2023-08-15 ペンシルベニア州立大学(PennState)
◆ペンシルベニア州立大学主導の研究チームは、人工知能と移動データを活用したモデルを開発し、PM 2.5への暴露を評価し、公衆衛生の専門家に戦略を提供する手助けをしました。この手法は、モデルを改善し、健康に悪影響を及ぼす大気の質を持つ地域を特定し、監視や警報を行うための優先順位を付けるのに役立ちます。
◆自動機械学習を活用することで、モデルの精度が向上し、低コストセンサーとEPAのモニタリングステーションのデータを組み合わせることで、大気汚染の暴露モデルの正確性が17.5%向上しました。
◆これによりモデルは動的な変数を考慮しやすくなり、大気の質に影響を与える要因をより適切に考慮することができると述べています。また、移動データを用いて、PM 2.5の高濃度の地域と高い人の流れを特定することができました。
<関連情報>
- https://www.psu.edu/news/research/story/fresher-air-ai-and-mobility-data-may-improve-air-pollution-exposure-models/
- https://www.frontiersin.org/articles/10.3389/fenvs.2023.1223160/full
低コストのセンサー、自動機械学習、人間の移動ビッグデータを統合することで、高解像度のPM2.5暴露モデルを開発する
Developing high-resolution PM2.5 exposure models by integrating low-cost sensors, automated machine learning, and big human mobility data
Manzhu Yu,Shiyan Zhang, Kai Zhang, Junjun Yin, Matthew Varela, Jiheng Miao
Frontiers in Environmental Science Published:13 July 2023
DOI:https://doi.org/10.3389/fenvs.2023.1223160
Introduction: Traditional methods to estimate exposure to PM2.5 (particulate matter with less than 2.5 µm in diameter) have typically relied on limited regulatory monitors and do not consider human mobility and travel.
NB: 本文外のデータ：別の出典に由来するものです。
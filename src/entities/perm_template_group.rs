use sea_orm::entity::prelude::*;
use serde::{Deserialize, Serialize};

/// 模板-组授权实体
///
/// 对应数据库表 perm_templates_groups。`group_id` 为空表示 "Anyone"
#[derive(Clone, Debug, PartialEq, DeriveEntityModel, Eq, Serialize, Deserialize)]
#[sea_orm(table_name = "perm_templates_groups")]
pub struct Model {
    #[sea_orm(primary_key)]
    pub id: i64,

    pub group_id: Option<i64>,

    pub template_id: i64,

    /// 权限 key，例如 user、admin
    pub permission_reference: String,

    #[sea_orm(column_type = "TimestampWithTimeZone")]
    pub created_at: ChronoDateTimeWithTimeZone,
}

#[derive(Copy, Clone, Debug, EnumIter, DeriveRelation)]
pub enum Relation {
    #[sea_orm(
        belongs_to = "super::group::Entity",
        from = "Column::GroupId",
        to = "super::group::Column::Id"
    )]
    Group,
    #[sea_orm(
        belongs_to = "super::permission_template::Entity",
        from = "Column::TemplateId",
        to = "super::permission_template::Column::Id"
    )]
    PermissionTemplate,
}

impl Related<super::group::Entity> for Entity {
    fn to() -> RelationDef {
        Relation::Group.def()
    }
}

impl Related<super::permission_template::Entity> for Entity {
    fn to() -> RelationDef {
        Relation::PermissionTemplate.def()
    }
}

impl ActiveModelBehavior for ActiveModel {}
However, the limited spatial coverage of regulatory monitors and the lack of consideration of mobility limit the ability to capture actual air pollution exposure.
Methods: This study aims to improve traditional exposure assessment methods for PM2.5 by incorporating the measurements from a low-cost sensor network (PurpleAir) and regulatory monitors, an automated machine learning modeling framework, and big human mobility data. We develop a monthly-aggregated hourly land use regression (LUR) model based on automated machine learning (AutoML) and assess the model performance across eight metropolitan areas within the US.
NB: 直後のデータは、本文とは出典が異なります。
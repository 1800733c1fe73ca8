pub mod cli;
pub mod config;
pub mod db;
pub mod entities;
pub mod error;
pub mod logging;
pub mod migration;
pub mod permission;
pub mod storage;

pub use db::repositories::{
    GroupRepository, NewPermissionTemplate, PermissionTemplateRepository, UserRepository,
};
pub use error::{Result, TemplateError};
pub use permission::{
    GroupRef, GroupWithPermission, Membership, UserWithPermission, WithPermissionQuery, ANYONE,
};
pub use storage::Storage;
Results: Our results show that integrating low-cost sensor with regulatory monitor measurements generally improves the AutoML-LUR model accuracy and produces higher spatial variation in PM2.5 concentration maps compared to using regulatory monitor measurements alone. Feature importance analysis shows factors highly correlated with PM2.5 concentrations, including satellite aerosol optical depth, meteorological variables, vegetation, and land use. In addition, we incorporate human mobility data on exposure estimates regarding where people visit to identify spatiotemporal hotspots of places with higher risks of exposure, emphasizing the need to consider both visitor numbers and PM2.5 concentrations when developing exposure reduction strategies.
Discussion: This research provides important insights for further public health studies on air pollution by comprehensively assessing the performance of AutoML-LUR models and incorporating human mobility into considering human exposure to air pollution.